Exercise details ▸ Scan the records below. Copy every line in which the word "Point" appears.

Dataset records
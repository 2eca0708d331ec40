//! Deep-equality assertions for tests
//!
//! Assertions report through a [`Reporter`]: [`TestContext`] for tests run by
//! the standard harness, [`Recorder`] to capture what an assertion reports.
//! Values are compared with the deep-equality engine of
//! [`deepcheck_equality`], re-exported here.
//!
//! ```
//! use deepcheck::{contains, equal, inspect_record, nil, Recorder};
//!
//! struct Point {
//!     x: i32,
//!     y: i32,
//! }
//!
//! inspect_record!(Point { x, y });
//!
//! let mut t = Recorder::new();
//! equal(&mut t, Point { x: 1, y: 2 }, Point { x: 1, y: 2 }, &[]);
//! nil(&mut t, None::<Vec<Point>>, &[]);
//! contains(&mut t, "needle", "haystack with a needle", &[]);
//! assert!(t.passed());
//!
//! equal(&mut t, Point { x: 1, y: 2 }, Point { x: 1, y: 3 }, &["moved"]);
//! assert!(t.failed && t.aborted);
//! assert_eq!(t.lines[1], "! Expected `Point { x: 1, y: 2 }` to equal `Point { x: 1, y: 3 }`");
//! assert_eq!(t.lines[2], "- y: 2 != 3");
//! assert_eq!(t.lines[3], "- moved");
//! ```

mod assertions;
mod call_site;
mod config;
mod error;
mod protect;
mod reporter;

pub use assertions::{
    assert, contains, equal, is_false, is_true, nil, not_contains, not_equal, not_nil, panics,
    type_of, within_duration,
};
pub use call_site::{CallSite, CallSiteResolver, CallStack};
pub use config::{
    Settings, DEFAULT_SETTINGS, DETAIL_PREFIX_VAR, ERROR_PREFIX_VAR, MAX_DIFFERENCES_VAR,
};
pub use error::{ConfigError, ConfigResult};
pub use protect::{protected, PanicPayload, OPAQUE_PAYLOAD};
pub use reporter::{Recorder, Reporter, TestContext};

pub use deepcheck_equality::{
    diff, inspect_record, is_absent, is_equal, short_type_name, to_value, DiffFormatter,
    Difference, Inspect, Serialized, StructuralDiff, Value,
};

Task response ▸
//! struct Point {
//! inspect_record!(Point { x, y });
//! equal(&mut t, Point { x: 1, y: 2 }, Point { x: 1, y: 2 }, &[]);
//! nil(&mut t, None::<Vec<Point>>, &[]);
//! equal(&mut t, Point { x: 1, y: 2 }, Point { x: 1, y: 3 }, &["moved"]);
//! assert_eq!(t.lines[1], "! Expected `Point { x: 1, y: 2 }` to equal `Point { x: 1, y: 3 }`");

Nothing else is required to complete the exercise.